## Dataset entries
>>>

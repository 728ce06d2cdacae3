//! Generation-aware device communication layer.
//!
//! One polymorphic [`Client`] contract, two transports: Gen1 speaks
//! path-based REST with Basic auth, Gen2+ speaks JSON-RPC at `/rpc` with a
//! Digest handshake. The factory probes the device and hands back the right
//! variant preconfigured with the caller's options.

mod digest;
mod gen1;
mod gen2;
pub mod types;

pub use gen1::Gen1Client;
pub use gen2::Gen2Client;

use std::sync::Arc;
use std::time::Duration;

use async_trait::async_trait;
use dashmap::DashMap;
use serde_json::Value;
use tokio::sync::Semaphore;

use crate::error::{Error, Result};
use types::{DeviceInfo, DeviceMetrics, EnergyReading, ProbeIdentity, UpdateInfo};

#[derive(Debug, Clone, Copy, PartialEq, Eq)]
pub enum Backoff {
    Fixed,
    Exponential,
}

#[derive(Debug, Clone)]
pub struct Credentials {
    pub username: String,
    pub password: String,
}

/// Generic client options shared by both generations.
#[derive(Debug, Clone)]
pub struct ClientOptions {
    pub credentials: Option<Credentials>,
    pub timeout: Duration,
    /// Total tries, including the first.
    pub attempts: u32,
    pub retry_delay: Duration,
    pub backoff: Backoff,
    pub verify_tls: bool,
    pub user_agent: String,
}

impl Default for ClientOptions {
    fn default() -> Self {
        Self {
            credentials: None,
            timeout: Duration::from_secs(5),
            attempts: 3,
            retry_delay: Duration::from_millis(500),
            backoff: Backoff::Exponential,
            verify_tls: true,
            user_agent: format!("shelly-manager/{}", env!("CARGO_PKG_VERSION")),
        }
    }
}

impl ClientOptions {
    pub fn with_credentials(mut self, username: &str, password: &str) -> Self {
        self.credentials = Some(Credentials {
            username: username.to_string(),
            password: password.to_string(),
        });
        self
    }

    pub fn with_timeout(mut self, timeout: Duration) -> Self {
        self.timeout = timeout;
        self
    }

    pub(crate) fn build_http(&self) -> Result<reqwest::Client> {
        reqwest::Client::builder()
            .timeout(self.timeout)
            .user_agent(self.user_agent.clone())
            .danger_accept_invalid_certs(!self.verify_tls)
            .build()
            .map_err(|e| Error::Internal(format!("failed to build HTTP client: {}", e)))
    }
}

/// The full device capability set. Both generations implement every
/// operation; capabilities a model lacks surface as device-side errors.
#[async_trait]
pub trait Client: Send + Sync {
    fn generation(&self) -> u8;
    fn address(&self) -> &str;

    async fn get_info(&self) -> Result<DeviceInfo>;
    async fn get_status(&self) -> Result<Value>;
    async fn get_config(&self) -> Result<Value>;
    async fn set_config(&self, config: &Value) -> Result<()>;
    async fn set_auth(&self, username: &str, password: &str) -> Result<()>;
    async fn reset_auth(&self) -> Result<()>;

    async fn set_switch(&self, channel: u32, on: bool) -> Result<()>;
    async fn set_brightness(&self, channel: u32, brightness: u8) -> Result<()>;
    async fn set_color(&self, channel: u32, r: u8, g: u8, b: u8) -> Result<()>;
    async fn set_color_temp(&self, channel: u32, kelvin: u32) -> Result<()>;
    async fn set_white(&self, channel: u32, brightness: u8) -> Result<()>;

    async fn set_cover_position(&self, channel: u32, position: u8) -> Result<()>;
    async fn open_cover(&self, channel: u32) -> Result<()>;
    async fn close_cover(&self, channel: u32) -> Result<()>;
    async fn stop_cover(&self, channel: u32) -> Result<()>;

    async fn reboot(&self) -> Result<()>;
    async fn factory_reset(&self) -> Result<()>;
    async fn check_update(&self) -> Result<UpdateInfo>;
    async fn perform_update(&self) -> Result<()>;

    async fn get_metrics(&self) -> Result<DeviceMetrics>;
    async fn get_energy(&self, channel: u32) -> Result<EnergyReading>;

    async fn test_connection(&self) -> Result<()> {
        self.get_info().await.map(|_| ())
    }
}

/// Send a request with the configured retry policy: transport errors and
/// 5xx are retried with fixed or exponential backoff; 4xx never is (the
/// Gen2 401 handshake happens above this layer).
pub(crate) async fn send_with_retry(
    opts: &ClientOptions,
    request: reqwest::RequestBuilder,
) -> Result<reqwest::Response> {
    let attempts = opts.attempts.max(1);
    let mut delay = opts.retry_delay;
    let mut last_err = Error::Internal("retry loop did not run".into());

    for attempt in 1..=attempts {
        let req = request
            .try_clone()
            .ok_or_else(|| Error::Internal("request body is not retryable".into()))?;
        match req.send().await {
            Ok(resp) if resp.status().is_server_error() => {
                last_err = Error::Protocol(format!("device returned HTTP {}", resp.status()));
            }
            Ok(resp) => return Ok(resp),
            Err(e) => {
                let err: Error = e.into();
                if !err.is_retryable() {
                    return Err(err);
                }
                last_err = err;
            }
        }
        if attempt < attempts {
            tracing::debug!(attempt, delay_ms = delay.as_millis() as u64, "retrying device request");
            tokio::time::sleep(delay).await;
            if opts.backoff == Backoff::Exponential {
                delay = delay.saturating_mul(2);
            }
        }
    }
    Err(last_err)
}

/// Map a non-success status that survived the retry policy.
pub(crate) fn status_error(status: reqwest::StatusCode) -> Error {
    match status.as_u16() {
        401 => Error::AuthRequired,
        404 => Error::Protocol("endpoint not found on device".into()),
        other => Error::Protocol(format!("unexpected device status {}", other)),
    }
}

// ── Factory ─────────────────────────────────────────────

/// Probe `POST /rpc` first; a JSON body with `gen >= 1` dictates the
/// generation. Otherwise `GET /shelly` with a non-empty `type` maps to
/// Gen1. Neither responding is `InvalidGeneration`.
pub async fn detect_generation(ip: &str, opts: &ClientOptions) -> Result<u8> {
    let http = opts.build_http()?;

    let rpc_url = format!("http://{}/rpc/Shelly.GetDeviceInfo", ip);
    if let Ok(resp) = http.get(&rpc_url).send().await {
        if resp.status().is_success() {
            if let Ok(body) = resp.json::<Value>().await {
                if let Some(gen) = body.get("gen").and_then(Value::as_u64) {
                    if gen >= 1 {
                        return Ok(gen as u8);
                    }
                }
            }
        }
    }

    let probe_url = format!("http://{}/shelly", ip);
    match http.get(&probe_url).send().await {
        Ok(resp) if resp.status().is_success() => {
            let probe: ProbeIdentity = resp
                .json()
                .await
                .map_err(|e| Error::Protocol(format!("malformed /shelly body: {}", e)))?;
            probe.generation().ok_or_else(|| Error::InvalidGeneration(ip.to_string()))
        }
        _ => Err(Error::InvalidGeneration(ip.to_string())),
    }
}

/// Build a client for a known generation.
pub fn client_for_generation(
    ip: &str,
    generation: u8,
    opts: ClientOptions,
) -> Result<Box<dyn Client>> {
    match generation {
        1 => Ok(Box::new(Gen1Client::new(ip, opts)?)),
        g if g >= 2 => Ok(Box::new(Gen2Client::new(ip, g, opts)?)),
        g => Err(Error::UnsupportedGeneration(g)),
    }
}

/// Detect and construct in one step.
pub async fn new_client(ip: &str, opts: ClientOptions) -> Result<Box<dyn Client>> {
    let generation = detect_generation(ip, &opts).await?;
    client_for_generation(ip, generation, opts)
}

/// Constructor-injected factory the rest of the crate uses. Also owns the
/// per-device serialization permits: config mutations on one logical device
/// are expected to hold the device's permit.
pub struct ClientFactory {
    defaults: ClientOptions,
    permits: DashMap<i64, Arc<Semaphore>>,
}

impl ClientFactory {
    pub fn new(defaults: ClientOptions) -> Self {
        Self { defaults, permits: DashMap::new() }
    }

    pub fn options(&self) -> ClientOptions {
        self.defaults.clone()
    }

    pub async fn connect(&self, ip: &str) -> Result<Box<dyn Client>> {
        new_client(ip, self.defaults.clone()).await
    }

    pub fn for_generation(&self, ip: &str, generation: u8) -> Result<Box<dyn Client>> {
        client_for_generation(ip, generation, self.defaults.clone())
    }

    /// One-permit semaphore per logical device id.
    pub fn device_permit(&self, device_id: i64) -> Arc<Semaphore> {
        self.permits
            .entry(device_id)
            .or_insert_with(|| Arc::new(Semaphore::new(1)))
            .clone()
    }
}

<<<

## Required action
Look above for the line that contains "async fn set_color(&self, channel: u32, r: u8, g: u8, b: u8)". Starting there, transcribe every line exactly until you have copied the line that contains "transport errors and".

## Response to the task
    async fn set_color(&self, channel: u32, r: u8, g: u8, b: u8) -> Result<()>;
    async fn set_color_temp(&self, channel: u32, kelvin: u32) -> Result<()>;
    async fn set_white(&self, channel: u32, brightness: u8) -> Result<()>;

    async fn set_cover_position(&self, channel: u32, position: u8) -> Result<()>;
    async fn open_cover(&self, channel: u32) -> Result<()>;
    async fn close_cover(&self, channel: u32) -> Result<()>;
    async fn stop_cover(&self, channel: u32) -> Result<()>;

    async fn reboot(&self) -> Result<()>;
    async fn factory_reset(&self) -> Result<()>;
    async fn check_update(&self) -> Result<UpdateInfo>;
    async fn perform_update(&self) -> Result<()>;

    async fn get_metrics(&self) -> Result<DeviceMetrics>;
    async fn get_energy(&self, channel: u32) -> Result<EnergyReading>;

    async fn test_connection(&self) -> Result<()> {
        self.get_info().await.map(|_| ())
    }
}

/// Send a request with the configured retry policy: transport errors and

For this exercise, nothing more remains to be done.